TASK ITEM:
From top to bottom, restate the entries below word for word.

EXTRACTED INFORMATION:
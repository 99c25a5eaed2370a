use std::io::{ErrorKind, Read};
use std::path::Path;
use symphonia::core::audio::SampleBuffer;
use symphonia::core::codecs::DecoderOptions;
use symphonia::core::formats::FormatOptions;
use symphonia::core::io::MediaSourceStream;
use symphonia::core::meta::MetadataOptions;
use symphonia::core::probe::Hint;

use crate::error::{Error, Result};

/// A stream of mono signed 16-bit samples at a fixed rate.
///
/// `read_samples` fills as much of `buf` as it can and returns the count;
/// `Ok(0)` marks the end of the stream.
pub trait SampleSource {
    fn read_samples(&mut self, buf: &mut [i16]) -> std::io::Result<usize>;

    fn sample_rate(&self) -> u32;
}

impl<S: SampleSource + ?Sized> SampleSource for &mut S {
    fn read_samples(&mut self, buf: &mut [i16]) -> std::io::Result<usize> {
        (**self).read_samples(buf)
    }

    fn sample_rate(&self) -> u32 {
        (**self).sample_rate()
    }
}

impl<S: SampleSource + ?Sized> SampleSource for Box<S> {
    fn read_samples(&mut self, buf: &mut [i16]) -> std::io::Result<usize> {
        (**self).read_samples(buf)
    }

    fn sample_rate(&self) -> u32 {
        (**self).sample_rate()
    }
}

/// Fully decoded samples held in memory.
#[derive(Clone, Debug)]
pub struct MemorySource {
    samples: Vec<i16>,
    sample_rate: u32,
    pos: usize,
}

impl MemorySource {
    pub fn new(samples: Vec<i16>, sample_rate: u32) -> Self {
        Self { samples, sample_rate, pos: 0 }
    }

    pub fn samples(&self) -> &[i16] {
        &self.samples
    }

    pub fn len(&self) -> usize {
        self.samples.len()
    }

    pub fn is_empty(&self) -> bool {
        self.samples.is_empty()
    }

    pub fn duration_secs(&self) -> f32 {
        if self.sample_rate == 0 {
            return 0.0;
        }
        self.samples.len() as f32 / self.sample_rate as f32
    }

    /// Start reading from the first sample again.
    pub fn rewind(&mut self) {
        self.pos = 0;
    }
}

impl SampleSource for MemorySource {
    fn read_samples(&mut self, buf: &mut [i16]) -> std::io::Result<usize> {
        let remaining = &self.samples[self.pos..];
        let n = remaining.len().min(buf.len());
        buf[..n].copy_from_slice(&remaining[..n]);
        self.pos += n;
        Ok(n)
    }

    fn sample_rate(&self) -> u32 {
        self.sample_rate
    }
}

/// Raw headerless PCM: mono, signed 16-bit, little-endian.
pub struct PcmReader<R> {
    inner: R,
    sample_rate: u32,
    bytes: Vec<u8>,
}

impl<R: Read> PcmReader<R> {
    pub fn new(inner: R, sample_rate: u32) -> Self {
        Self {
            inner,
            sample_rate,
            bytes: Vec::new(),
        }
    }

    pub fn into_inner(self) -> R {
        self.inner
    }
}

impl<R: Read> SampleSource for PcmReader<R> {
    fn read_samples(&mut self, buf: &mut [i16]) -> std::io::Result<usize> {
        self.bytes.resize(buf.len() * 2, 0);
        let mut filled = 0;
        while filled < self.bytes.len() {
            match self.inner.read(&mut self.bytes[filled..]) {
                Ok(0) => break,
                Ok(n) => filled += n,
                Err(e) if e.kind() == ErrorKind::Interrupted => continue,
                Err(e) => return Err(e),
            }
        }

        // An odd trailing byte cannot form a sample
        let count = filled / 2;
        for (dst, pair) in buf.iter_mut().zip(self.bytes[..count * 2].chunks_exact(2)) {
            *dst = i16::from_le_bytes([pair[0], pair[1]]);
        }
        Ok(count)
    }

    fn sample_rate(&self) -> u32 {
        self.sample_rate
    }
}

/// Decode an audio file into mono 16-bit samples.
///
/// Multi-channel tracks are averaged down to one channel.
pub fn decode_file(path: &Path) -> Result<MemorySource> {
    let file = std::fs::File::open(path)?;

    let mss = MediaSourceStream::new(Box::new(file), Default::default());

    let mut hint = Hint::new();
    if let Some(ext) = path.extension().and_then(|e| e.to_str()) {
        hint.with_extension(ext);
    }

    let probed = symphonia::default::get_probe()
        .format(&hint, mss, &FormatOptions::default(), &MetadataOptions::default())
        .map_err(|e| Error::Decode(format!("failed to probe {}: {}", path.display(), e)))?;

    let mut format = probed.format;

    let track = format
        .tracks()
        .iter()
        .find(|t| t.codec_params.codec != symphonia::core::codecs::CODEC_TYPE_NULL)
        .ok_or_else(|| Error::Decode("no audio tracks found".into()))?;

    let track_id = track.id;
    let channels = track.codec_params.channels.map_or(1, |c| c.count());
    let sample_rate = track
        .codec_params
        .sample_rate
        .ok_or_else(|| Error::Decode("unknown sample rate".into()))?;

    let mut decoder = symphonia::default::get_codecs()
        .make(&track.codec_params, &DecoderOptions::default())
        .map_err(|e| Error::Decode(format!("failed to create decoder: {}", e)))?;

    let mut all_samples: Vec<i16> = Vec::new();

    loop {
        let packet = match format.next_packet() {
            Ok(packet) => packet,
            Err(symphonia::core::errors::Error::IoError(ref e))
                if e.kind() == ErrorKind::UnexpectedEof =>
            {
                break;
            }
            Err(symphonia::core::errors::Error::IoError(e)) => return Err(Error::Acquisition(e)),
            Err(e) => return Err(Error::Decode(e.to_string())),
        };

        if packet.track_id() != track_id {
            continue;
        }

        let decoded = match decoder.decode(&packet) {
            Ok(d) => d,
            Err(symphonia::core::errors::Error::DecodeError(msg)) => {
                log::warn!("Skipping undecodable packet: {}", msg);
                continue;
            }
            Err(e) => return Err(Error::Decode(e.to_string())),
        };

        let spec = *decoded.spec();
        let num_frames = decoded.frames();

        let mut sample_buf = SampleBuffer::<i16>::new(num_frames as u64, spec);
        sample_buf.copy_interleaved_ref(decoded);

        let samples = sample_buf.samples();

        if channels == 1 {
            all_samples.extend_from_slice(samples);
        } else {
            all_samples.extend(samples.chunks(channels).map(downmix));
        }
    }

    log::info!(
        "Decoded audio: {} samples, {}Hz, {:.1}s",
        all_samples.len(),
        sample_rate,
        all_samples.len() as f32 / sample_rate as f32
    );

    Ok(MemorySource::new(all_samples, sample_rate))
}

fn downmix(frame: &[i16]) -> i16 {
    let sum: i32 = frame.iter().map(|&s| s as i32).sum();
    (sum / frame.len().max(1) as i32) as i16
}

SOLUTION FOR THIS PROBLEM:
repository 99c25a5eaed2370a
use std::io::{ErrorKind, Read};
use std::path::Path;
use symphonia::core::audio::SampleBuffer;
use symphonia::core::codecs::DecoderOptions;
use symphonia::core::formats::FormatOptions;
use symphonia::core::io::MediaSourceStream;
use symphonia::core::meta::MetadataOptions;
use symphonia::core::probe::Hint;

use crate::error::{Error, Result};

/// A stream of mono signed 16-bit samples at a fixed rate.
///
/// `read_samples` fills as much of `buf` as it can and returns the count;
/// `Ok(0)` marks the end of the stream.
pub trait SampleSource {
    fn read_samples(&mut self, buf: &mut [i16]) -> std::io::Result<usize>;

    fn sample_rate(&self) -> u32;
}

impl<S: SampleSource + ?Sized> SampleSource for &mut S {
    fn read_samples(&mut self, buf: &mut [i16]) -> std::io::Result<usize> {
        (**self).read_samples(buf)
    }

    fn sample_rate(&self) -> u32 {
        (**self).sample_rate()
    }
}

impl<S: SampleSource + ?Sized> SampleSource for Box<S> {
    fn read_samples(&mut self, buf: &mut [i16]) -> std::io::Result<usize> {
        (**self).read_samples(buf)
    }

    fn sample_rate(&self) -> u32 {
        (**self).sample_rate()
    }
}

/// Fully decoded samples held in memory.
#[derive(Clone, Debug)]
pub struct MemorySource {
    samples: Vec<i16>,
    sample_rate: u32,
    pos: usize,
}

impl MemorySource {
    pub fn new(samples: Vec<i16>, sample_rate: u32) -> Self {
        Self { samples, sample_rate, pos: 0 }
    }

    pub fn samples(&self) -> &[i16] {
        &self.samples
    }

    pub fn len(&self) -> usize {
        self.samples.len()
    }

    pub fn is_empty(&self) -> bool {
        self.samples.is_empty()
    }

    pub fn duration_secs(&self) -> f32 {
        if self.sample_rate == 0 {
            return 0.0;
        }
        self.samples.len() as f32 / self.sample_rate as f32
    }

    /// Start reading from the first sample again.
    pub fn rewind(&mut self) {
        self.pos = 0;
    }
}

impl SampleSource for MemorySource {
    fn read_samples(&mut self, buf: &mut [i16]) -> std::io::Result<usize> {
        let remaining = &self.samples[self.pos..];
        let n = remaining.len().min(buf.len());
        buf[..n].copy_from_slice(&remaining[..n]);
        self.pos += n;
        Ok(n)
    }

    fn sample_rate(&self) -> u32 {
        self.sample_rate
    }
}

/// Raw headerless PCM: mono, signed 16-bit, little-endian.
pub struct PcmReader<R> {
    inner: R,
    sample_rate: u32,
    bytes: Vec<u8>,
}

impl<R: Read> PcmReader<R> {
    pub fn new(inner: R, sample_rate: u32) -> Self {
        Self {
            inner,
            sample_rate,
            bytes: Vec::new(),
        }
    }

    pub fn into_inner(self) -> R {
        self.inner
    }
}

impl<R: Read> SampleSource for PcmReader<R> {
    fn read_samples(&mut self, buf: &mut [i16]) -> std::io::Result<usize> {
        self.bytes.resize(buf.len() * 2, 0);
        let mut filled = 0;
        while filled < self.bytes.len() {
            match self.inner.read(&mut self.bytes[filled..]) {
                Ok(0) => break,
                Ok(n) => filled += n,
                Err(e) if e.kind() == ErrorKind::Interrupted => continue,
                Err(e) => return Err(e),
            }
        }

        // An odd trailing byte cannot form a sample
        let count = filled / 2;
        for (dst, pair) in buf.iter_mut().zip(self.bytes[..count * 2].chunks_exact(2)) {
            *dst = i16::from_le_bytes([pair[0], pair[1]]);
        }
        Ok(count)
    }

    fn sample_rate(&self) -> u32 {
        self.sample_rate
    }
}

/// Decode an audio file into mono 16-bit samples.
///
/// Multi-channel tracks are averaged down to one channel.
pub fn decode_file(path: &Path) -> Result<MemorySource> {
    let file = std::fs::File::open(path)?;

    let mss = MediaSourceStream::new(Box::new(file), Default::default());

    let mut hint = Hint::new();
    if let Some(ext) = path.extension().and_then(|e| e.to_str()) {
        hint.with_extension(ext);
    }

    let probed = symphonia::default::get_probe()
        .format(&hint, mss, &FormatOptions::default(), &MetadataOptions::default())
        .map_err(|e| Error::Decode(format!("failed to probe {}: {}", path.display(), e)))?;

    let mut format = probed.format;

    let track = format
        .tracks()
        .iter()
        .find(|t| t.codec_params.codec != symphonia::core::codecs::CODEC_TYPE_NULL)
        .ok_or_else(|| Error::Decode("no audio tracks found".into()))?;

    let track_id = track.id;
    let channels = track.codec_params.channels.map_or(1, |c| c.count());
    let sample_rate = track
        .codec_params
        .sample_rate
        .ok_or_else(|| Error::Decode("unknown sample rate".into()))?;

    let mut decoder = symphonia::default::get_codecs()
        .make(&track.codec_params, &DecoderOptions::default())
        .map_err(|e| Error::Decode(format!("failed to create decoder: {}", e)))?;

    let mut all_samples: Vec<i16> = Vec::new();

    loop {
        let packet = match format.next_packet() {
            Ok(packet) => packet,
            Err(symphonia::core::errors::Error::IoError(ref e))
                if e.kind() == ErrorKind::UnexpectedEof =>
            {
                break;
            }
            Err(symphonia::core::errors::Error::IoError(e)) => return Err(Error::Acquisition(e)),
            Err(e) => return Err(Error::Decode(e.to_string())),
        };

        if packet.track_id() != track_id {
            continue;
        }

        let decoded = match decoder.decode(&packet) {
            Ok(d) => d,
            Err(symphonia::core::errors::Error::DecodeError(msg)) => {
                log::warn!("Skipping undecodable packet: {}", msg);
                continue;
            }
            Err(e) => return Err(Error::Decode(e.to_string())),
        };

        let spec = *decoded.spec();
        let num_frames = decoded.frames();

        let mut sample_buf = SampleBuffer::<i16>::new(num_frames as u64, spec);
        sample_buf.copy_interleaved_ref(decoded);

        let samples = sample_buf.samples();

        if channels == 1 {
            all_samples.extend_from_slice(samples);
        } else {
            all_samples.extend(samples.chunks(channels).map(downmix));
        }
    }

    log::info!(
        "Decoded audio: {} samples, {}Hz, {:.1}s",
        all_samples.len(),
        sample_rate,
        all_samples.len() as f32 / sample_rate as f32
    );

    Ok(MemorySource::new(all_samples, sample_rate))
}

fn downmix(frame: &[i16]) -> i16 {
    let sum: i32 = frame.iter().map(|&s| s as i32).sum();
    (sum / frame.len().max(1) as i32) as i16
}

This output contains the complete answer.